* [WORK REQUEST]
Find the line in the data below that contains "holding at least a". Return that line and all the lines after it, unchanged.
== EXTRACTED MATERIAL ==
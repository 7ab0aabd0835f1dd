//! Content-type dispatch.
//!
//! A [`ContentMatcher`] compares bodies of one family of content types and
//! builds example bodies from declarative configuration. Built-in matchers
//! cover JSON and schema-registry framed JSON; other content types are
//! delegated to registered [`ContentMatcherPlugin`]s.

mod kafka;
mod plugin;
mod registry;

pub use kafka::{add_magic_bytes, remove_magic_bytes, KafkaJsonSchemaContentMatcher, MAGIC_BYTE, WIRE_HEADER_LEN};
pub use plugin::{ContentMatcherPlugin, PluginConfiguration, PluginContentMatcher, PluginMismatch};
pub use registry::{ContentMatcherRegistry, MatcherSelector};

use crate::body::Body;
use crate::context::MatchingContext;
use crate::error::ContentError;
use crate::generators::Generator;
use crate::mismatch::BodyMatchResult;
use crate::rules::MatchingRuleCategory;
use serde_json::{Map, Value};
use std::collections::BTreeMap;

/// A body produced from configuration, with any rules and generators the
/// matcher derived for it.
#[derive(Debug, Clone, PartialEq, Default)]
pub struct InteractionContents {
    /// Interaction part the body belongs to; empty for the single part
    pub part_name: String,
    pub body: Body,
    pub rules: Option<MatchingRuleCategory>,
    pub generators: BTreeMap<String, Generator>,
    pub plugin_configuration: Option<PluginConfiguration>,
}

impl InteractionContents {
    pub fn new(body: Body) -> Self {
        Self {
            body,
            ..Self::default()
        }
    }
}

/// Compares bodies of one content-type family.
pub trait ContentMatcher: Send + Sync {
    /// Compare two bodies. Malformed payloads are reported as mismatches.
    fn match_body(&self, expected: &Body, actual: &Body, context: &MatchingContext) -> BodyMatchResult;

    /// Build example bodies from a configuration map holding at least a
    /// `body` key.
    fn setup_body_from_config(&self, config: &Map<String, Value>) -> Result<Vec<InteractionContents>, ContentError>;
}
===
* [SOLUTION TO THIS TASK]
    /// Build example bodies from a configuration map holding at least a
    /// `body` key.
    fn setup_body_from_config(&self, config: &Map<String, Value>) -> Result<Vec<InteractionContents>, ContentError>;
}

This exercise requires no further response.